_Exercise_: Search the records below for the string "idle" and copy each line where it turns up.

Saved data entries
*** Begin section ***
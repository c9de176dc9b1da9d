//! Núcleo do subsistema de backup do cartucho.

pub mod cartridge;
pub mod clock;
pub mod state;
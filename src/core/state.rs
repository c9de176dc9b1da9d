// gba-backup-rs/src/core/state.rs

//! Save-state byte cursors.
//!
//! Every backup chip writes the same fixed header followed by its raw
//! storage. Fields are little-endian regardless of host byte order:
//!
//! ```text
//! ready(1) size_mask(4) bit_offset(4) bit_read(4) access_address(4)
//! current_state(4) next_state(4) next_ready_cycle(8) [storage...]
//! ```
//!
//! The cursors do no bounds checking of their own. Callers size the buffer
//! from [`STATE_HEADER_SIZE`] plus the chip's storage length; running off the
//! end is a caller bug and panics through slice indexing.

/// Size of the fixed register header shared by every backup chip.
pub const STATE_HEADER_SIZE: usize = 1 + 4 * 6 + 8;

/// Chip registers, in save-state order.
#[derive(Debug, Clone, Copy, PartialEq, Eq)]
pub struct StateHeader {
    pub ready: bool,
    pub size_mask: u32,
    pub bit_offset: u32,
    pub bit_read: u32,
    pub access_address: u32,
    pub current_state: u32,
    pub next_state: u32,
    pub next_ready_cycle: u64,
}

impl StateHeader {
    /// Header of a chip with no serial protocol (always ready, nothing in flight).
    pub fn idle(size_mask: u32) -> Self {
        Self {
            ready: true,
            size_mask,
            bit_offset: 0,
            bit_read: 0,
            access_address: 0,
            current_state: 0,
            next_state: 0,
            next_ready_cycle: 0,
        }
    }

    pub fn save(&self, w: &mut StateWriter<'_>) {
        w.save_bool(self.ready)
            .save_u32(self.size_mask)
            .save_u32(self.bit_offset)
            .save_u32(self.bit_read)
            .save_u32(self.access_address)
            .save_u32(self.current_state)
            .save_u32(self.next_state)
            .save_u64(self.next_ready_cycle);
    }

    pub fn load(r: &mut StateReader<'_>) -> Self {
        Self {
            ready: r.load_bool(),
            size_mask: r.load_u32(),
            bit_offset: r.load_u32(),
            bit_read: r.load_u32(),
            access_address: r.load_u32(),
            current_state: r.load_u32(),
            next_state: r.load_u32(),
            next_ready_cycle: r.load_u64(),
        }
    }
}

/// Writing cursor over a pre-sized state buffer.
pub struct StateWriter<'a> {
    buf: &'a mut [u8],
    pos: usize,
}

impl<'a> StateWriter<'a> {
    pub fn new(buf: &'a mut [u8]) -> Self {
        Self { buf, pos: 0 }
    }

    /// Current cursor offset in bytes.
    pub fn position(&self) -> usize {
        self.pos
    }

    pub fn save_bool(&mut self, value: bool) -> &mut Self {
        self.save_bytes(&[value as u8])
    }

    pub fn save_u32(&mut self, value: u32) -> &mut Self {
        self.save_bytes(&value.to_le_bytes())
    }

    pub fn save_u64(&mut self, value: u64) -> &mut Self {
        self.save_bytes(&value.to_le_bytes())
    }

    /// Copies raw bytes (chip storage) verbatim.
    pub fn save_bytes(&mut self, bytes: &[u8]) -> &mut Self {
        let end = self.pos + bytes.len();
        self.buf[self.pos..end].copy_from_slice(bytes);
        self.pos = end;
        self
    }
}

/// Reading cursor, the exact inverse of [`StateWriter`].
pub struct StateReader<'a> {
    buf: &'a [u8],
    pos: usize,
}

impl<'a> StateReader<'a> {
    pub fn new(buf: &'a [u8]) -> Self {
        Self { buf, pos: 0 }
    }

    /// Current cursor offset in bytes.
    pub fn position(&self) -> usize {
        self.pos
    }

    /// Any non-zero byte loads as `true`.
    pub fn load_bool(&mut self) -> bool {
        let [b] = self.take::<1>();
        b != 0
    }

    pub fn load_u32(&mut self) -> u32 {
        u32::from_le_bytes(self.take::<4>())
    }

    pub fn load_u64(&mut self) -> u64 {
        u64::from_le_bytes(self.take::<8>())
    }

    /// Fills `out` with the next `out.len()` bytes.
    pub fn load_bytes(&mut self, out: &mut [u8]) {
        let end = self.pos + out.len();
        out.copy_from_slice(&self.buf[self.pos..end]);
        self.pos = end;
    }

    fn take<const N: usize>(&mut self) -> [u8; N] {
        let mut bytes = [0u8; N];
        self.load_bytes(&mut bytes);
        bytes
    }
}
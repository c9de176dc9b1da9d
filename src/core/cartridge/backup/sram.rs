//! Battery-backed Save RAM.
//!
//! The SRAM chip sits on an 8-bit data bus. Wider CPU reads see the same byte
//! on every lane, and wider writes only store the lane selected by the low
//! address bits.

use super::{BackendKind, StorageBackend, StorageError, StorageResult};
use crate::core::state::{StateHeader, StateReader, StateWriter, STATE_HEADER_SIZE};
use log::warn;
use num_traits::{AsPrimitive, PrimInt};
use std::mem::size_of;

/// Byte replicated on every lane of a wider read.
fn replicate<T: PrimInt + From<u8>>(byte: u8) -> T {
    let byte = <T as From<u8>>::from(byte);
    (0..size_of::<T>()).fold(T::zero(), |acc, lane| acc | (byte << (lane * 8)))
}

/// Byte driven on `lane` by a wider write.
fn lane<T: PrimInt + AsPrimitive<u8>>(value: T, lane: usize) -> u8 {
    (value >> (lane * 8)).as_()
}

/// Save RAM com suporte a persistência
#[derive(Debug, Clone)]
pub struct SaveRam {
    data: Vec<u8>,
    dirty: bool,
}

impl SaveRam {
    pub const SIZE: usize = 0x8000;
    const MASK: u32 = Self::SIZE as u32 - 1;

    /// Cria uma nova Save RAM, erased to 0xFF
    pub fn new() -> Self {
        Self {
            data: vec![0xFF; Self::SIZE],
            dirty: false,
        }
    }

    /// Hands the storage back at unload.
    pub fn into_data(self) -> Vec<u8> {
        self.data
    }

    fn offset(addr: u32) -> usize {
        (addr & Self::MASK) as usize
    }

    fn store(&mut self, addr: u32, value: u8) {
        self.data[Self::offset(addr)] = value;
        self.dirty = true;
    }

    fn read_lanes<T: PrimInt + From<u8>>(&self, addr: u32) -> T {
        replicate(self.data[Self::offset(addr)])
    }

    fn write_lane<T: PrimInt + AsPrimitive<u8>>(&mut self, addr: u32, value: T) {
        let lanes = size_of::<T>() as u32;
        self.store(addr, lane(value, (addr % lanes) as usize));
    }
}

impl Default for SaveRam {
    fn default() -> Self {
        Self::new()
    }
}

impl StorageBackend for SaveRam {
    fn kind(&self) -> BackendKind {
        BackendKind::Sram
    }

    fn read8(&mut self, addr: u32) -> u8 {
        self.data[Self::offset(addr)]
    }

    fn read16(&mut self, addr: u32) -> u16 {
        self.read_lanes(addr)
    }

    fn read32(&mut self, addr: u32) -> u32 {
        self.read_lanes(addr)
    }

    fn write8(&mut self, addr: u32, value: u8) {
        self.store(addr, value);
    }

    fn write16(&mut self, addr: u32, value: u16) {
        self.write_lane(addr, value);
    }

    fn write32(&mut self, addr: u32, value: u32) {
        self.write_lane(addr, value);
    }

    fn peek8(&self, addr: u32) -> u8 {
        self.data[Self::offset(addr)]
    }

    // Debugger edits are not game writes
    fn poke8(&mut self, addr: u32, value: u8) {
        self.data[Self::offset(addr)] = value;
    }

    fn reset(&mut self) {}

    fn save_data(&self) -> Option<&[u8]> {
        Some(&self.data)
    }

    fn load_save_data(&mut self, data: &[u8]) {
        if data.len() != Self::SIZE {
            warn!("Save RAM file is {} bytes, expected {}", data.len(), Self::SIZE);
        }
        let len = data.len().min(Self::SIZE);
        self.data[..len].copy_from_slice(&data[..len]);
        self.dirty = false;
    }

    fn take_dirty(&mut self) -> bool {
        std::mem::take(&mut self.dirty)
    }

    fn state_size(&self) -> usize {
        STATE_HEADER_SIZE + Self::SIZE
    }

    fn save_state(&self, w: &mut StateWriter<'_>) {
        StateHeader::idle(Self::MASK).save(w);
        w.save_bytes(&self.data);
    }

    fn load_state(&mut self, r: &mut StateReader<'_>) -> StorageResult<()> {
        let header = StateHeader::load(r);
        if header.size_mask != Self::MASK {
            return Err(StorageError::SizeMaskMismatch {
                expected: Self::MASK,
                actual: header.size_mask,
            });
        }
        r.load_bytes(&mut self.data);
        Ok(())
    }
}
*** End section ***
_Result of the task_:
    pub fn idle(size_mask: u32) -> Self {
        StateHeader::idle(Self::MASK).save(w);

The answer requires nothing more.